* _Exercise prompt_
Please filter the listing below and copy out the lines that hold "path".

* _Records_
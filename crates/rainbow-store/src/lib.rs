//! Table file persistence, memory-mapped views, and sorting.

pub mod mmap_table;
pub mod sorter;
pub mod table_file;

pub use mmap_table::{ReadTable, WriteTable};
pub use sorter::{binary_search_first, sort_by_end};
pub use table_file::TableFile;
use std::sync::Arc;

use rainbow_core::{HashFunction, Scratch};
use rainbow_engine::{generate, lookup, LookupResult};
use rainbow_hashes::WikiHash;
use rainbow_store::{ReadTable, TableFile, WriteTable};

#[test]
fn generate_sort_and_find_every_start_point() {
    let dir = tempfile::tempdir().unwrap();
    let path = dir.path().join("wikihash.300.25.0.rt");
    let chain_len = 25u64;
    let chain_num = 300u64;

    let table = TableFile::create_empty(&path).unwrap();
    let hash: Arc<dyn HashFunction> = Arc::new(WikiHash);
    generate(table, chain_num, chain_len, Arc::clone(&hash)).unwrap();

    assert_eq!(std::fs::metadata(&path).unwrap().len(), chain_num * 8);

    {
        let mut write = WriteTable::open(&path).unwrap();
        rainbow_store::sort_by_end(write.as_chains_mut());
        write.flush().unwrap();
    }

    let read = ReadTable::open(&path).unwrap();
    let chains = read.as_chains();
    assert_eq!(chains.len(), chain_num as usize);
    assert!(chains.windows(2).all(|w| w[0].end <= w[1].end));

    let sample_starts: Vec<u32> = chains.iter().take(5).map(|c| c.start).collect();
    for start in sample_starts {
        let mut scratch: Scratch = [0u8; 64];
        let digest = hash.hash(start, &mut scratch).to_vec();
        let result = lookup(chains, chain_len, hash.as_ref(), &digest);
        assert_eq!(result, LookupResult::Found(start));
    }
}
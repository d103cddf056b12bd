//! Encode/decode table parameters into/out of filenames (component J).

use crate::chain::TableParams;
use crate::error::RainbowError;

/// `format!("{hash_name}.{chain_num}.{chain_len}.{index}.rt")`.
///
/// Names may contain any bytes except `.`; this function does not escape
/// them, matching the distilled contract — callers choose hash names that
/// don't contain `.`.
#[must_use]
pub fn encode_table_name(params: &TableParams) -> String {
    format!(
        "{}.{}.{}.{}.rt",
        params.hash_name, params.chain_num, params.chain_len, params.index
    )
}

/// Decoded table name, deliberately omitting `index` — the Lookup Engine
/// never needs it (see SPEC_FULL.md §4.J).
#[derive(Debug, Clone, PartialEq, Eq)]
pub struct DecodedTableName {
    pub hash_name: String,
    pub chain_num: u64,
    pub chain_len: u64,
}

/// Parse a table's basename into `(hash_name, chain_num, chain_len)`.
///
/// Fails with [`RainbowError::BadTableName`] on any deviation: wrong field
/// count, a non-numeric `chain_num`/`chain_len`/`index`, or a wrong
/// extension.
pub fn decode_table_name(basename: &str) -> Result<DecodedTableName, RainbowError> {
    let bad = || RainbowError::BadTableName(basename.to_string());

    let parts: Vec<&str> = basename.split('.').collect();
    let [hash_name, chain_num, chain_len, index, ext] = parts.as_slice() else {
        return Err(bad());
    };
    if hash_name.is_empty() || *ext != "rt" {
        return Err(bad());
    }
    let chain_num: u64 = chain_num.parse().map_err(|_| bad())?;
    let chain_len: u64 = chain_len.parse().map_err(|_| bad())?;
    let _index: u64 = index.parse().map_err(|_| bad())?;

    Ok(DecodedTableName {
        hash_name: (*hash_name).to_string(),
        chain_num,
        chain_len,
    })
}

* _Expected output_
    let path = dir.path().join("wikihash.300.25.0.rt");
    let table = TableFile::create_empty(&path).unwrap();
    assert_eq!(std::fs::metadata(&path).unwrap().len(), chain_num * 8);
        let mut write = WriteTable::open(&path).unwrap();
    let read = ReadTable::open(&path).unwrap();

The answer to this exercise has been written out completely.